Honolulu, HI, USA
C-FYKX
Airbus A340-300
Both of the transport airplane's center landing gear tires (#'s 9 and 10) shredded during takeoff roll, damaging the door retraction arms and multiple fuselage skin panels. The flight crew could not retract the landing gear and elected to return to the departure airport and performed an uneventful overweight landing. Examination of the tire debris revealed there was significant inter ply tearing of the tires, suggesting the tire did not fail as a result of a cap failure. According to the operator and tire manufacturer, the failure signatures were consistent with a rapid and violent event, which can be attributed either to foreign object damage (FOD) or a low tire pressure situation.

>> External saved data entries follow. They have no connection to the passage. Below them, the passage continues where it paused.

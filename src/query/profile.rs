use std::sync::atomic::{AtomicU64, Ordering};
use std::sync::OnceLock;
use std::time::Instant;

/// A snapshot of processor profiling metrics.
///
/// Profiling is enabled via the `AQLBRIDGE_PROFILE` environment variable and
/// accumulates across every processor in the process.
#[derive(Debug, Clone, Copy, Default)]
pub struct QueryProfileSnapshot {
    /// Total nanoseconds spent resolving containment sets.
    pub resolve_ns: u64,
    /// Number of containment resolutions.
    pub resolve_count: u64,
    /// Total nanoseconds spent building per-template fragments.
    pub fragment_ns: u64,
    /// Number of fragments built.
    pub fragment_count: u64,
    /// Total nanoseconds spent merging fragments into one statement.
    pub merge_ns: u64,
    /// Number of merges.
    pub merge_count: u64,
    /// Total nanoseconds spent fetching statement results.
    pub fetch_ns: u64,
    /// Number of statements fetched.
    pub fetch_count: u64,
    /// Total nanoseconds spent rendering explain entries.
    pub render_ns: u64,
    /// Number of statements rendered for explain.
    pub render_count: u64,
}

#[derive(Default)]
struct QueryProfileCounters {
    resolve_ns: AtomicU64,
    resolve_count: AtomicU64,
    fragment_ns: AtomicU64,
    fragment_count: AtomicU64,
    merge_ns: AtomicU64,
    merge_count: AtomicU64,
    fetch_ns: AtomicU64,
    fetch_count: AtomicU64,
    render_ns: AtomicU64,
    render_count: AtomicU64,
}

static PROFILE_ENABLED: OnceLock<bool> = OnceLock::new();
static PROFILE_COUNTERS: OnceLock<QueryProfileCounters> = OnceLock::new();

fn profiling_enabled() -> bool {
    *PROFILE_ENABLED.get_or_init(|| std::env::var_os("AQLBRIDGE_PROFILE").is_some())
}

fn counters() -> Option<&'static QueryProfileCounters> {
    profiling_enabled().then(|| PROFILE_COUNTERS.get_or_init(QueryProfileCounters::default))
}

pub(crate) fn profile_timer() -> Option<Instant> {
    profiling_enabled().then(Instant::now)
}

pub(crate) enum QueryProfileKind {
    Resolve,
    Fragment,
    Merge,
    Fetch,
    Render,
}

pub(crate) fn record_profile_timer(kind: QueryProfileKind, start: Option<Instant>) {
    let Some(start) = start else {
        return;
    };
    let Some(counters) = counters() else {
        return;
    };
    let nanos = start.elapsed().as_nanos().min(u64::MAX as u128) as u64;
    let (ns, count) = match kind {
        QueryProfileKind::Resolve => (&counters.resolve_ns, &counters.resolve_count),
        QueryProfileKind::Fragment => (&counters.fragment_ns, &counters.fragment_count),
        QueryProfileKind::Merge => (&counters.merge_ns, &counters.merge_count),
        QueryProfileKind::Fetch => (&counters.fetch_ns, &counters.fetch_count),
        QueryProfileKind::Render => (&counters.render_ns, &counters.render_count),
    };
    ns.fetch_add(nanos, Ordering::Relaxed);
    count.fetch_add(1, Ordering::Relaxed);
}

/// Retrieves a snapshot of current profiling metrics.
///
/// Returns `None` when `AQLBRIDGE_PROFILE` is unset. With `reset`, counters
/// are zeroed as they are read.
///
/// ```no_run
/// use aqlbridge::query::profile::profile_snapshot;
///
/// if let Some(snapshot) = profile_snapshot(true) {
///     println!("fragments built: {}", snapshot.fragment_count);
/// }
/// ```
pub fn profile_snapshot(reset: bool) -> Option<QueryProfileSnapshot> {
    let counters = counters()?;
    let load = |counter: &AtomicU64| {
        if reset {
            counter.swap(0, Ordering::Relaxed)
        } else {
            counter.load(Ordering::Relaxed)
        }
    };
    Some(QueryProfileSnapshot {
        resolve_ns: load(&counters.resolve_ns),
        resolve_count: load(&counters.resolve_count),
        fragment_ns: load(&counters.fragment_ns),
        fragment_count: load(&counters.fragment_count),
        merge_ns: load(&counters.merge_ns),
        merge_count: load(&counters.merge_count),
        fetch_ns: load(&counters.fetch_ns),
        fetch_count: load(&counters.fetch_count),
        render_ns: load(&counters.render_ns),
        render_count: load(&counters.render_count),
    })
}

Since the #10 tire exhibited high heat signatures, the likely sequence is that the #9 wheel tire failed first, followed by the overheating of the #10 tire and its subsequent failure. The fact that no FOD was recovered with the tire debris and the fact that the nose tires did not sustain any damage, considering their in-line position with the center landing gear, lends more credence to the low tire pressure situation. The airplane underwent a regularly scheduled service check, which included a tire condition and pressure check, approximately 30 hours prior to the event. The tire pressure was not documented during the service check. A post-incident examination revealed the #9 wheel had a leaking fuse plug. The fuse plug was tested and found to have a 6-psi leak over a 12-hour time period. The pre-incident tire pressure was unknown.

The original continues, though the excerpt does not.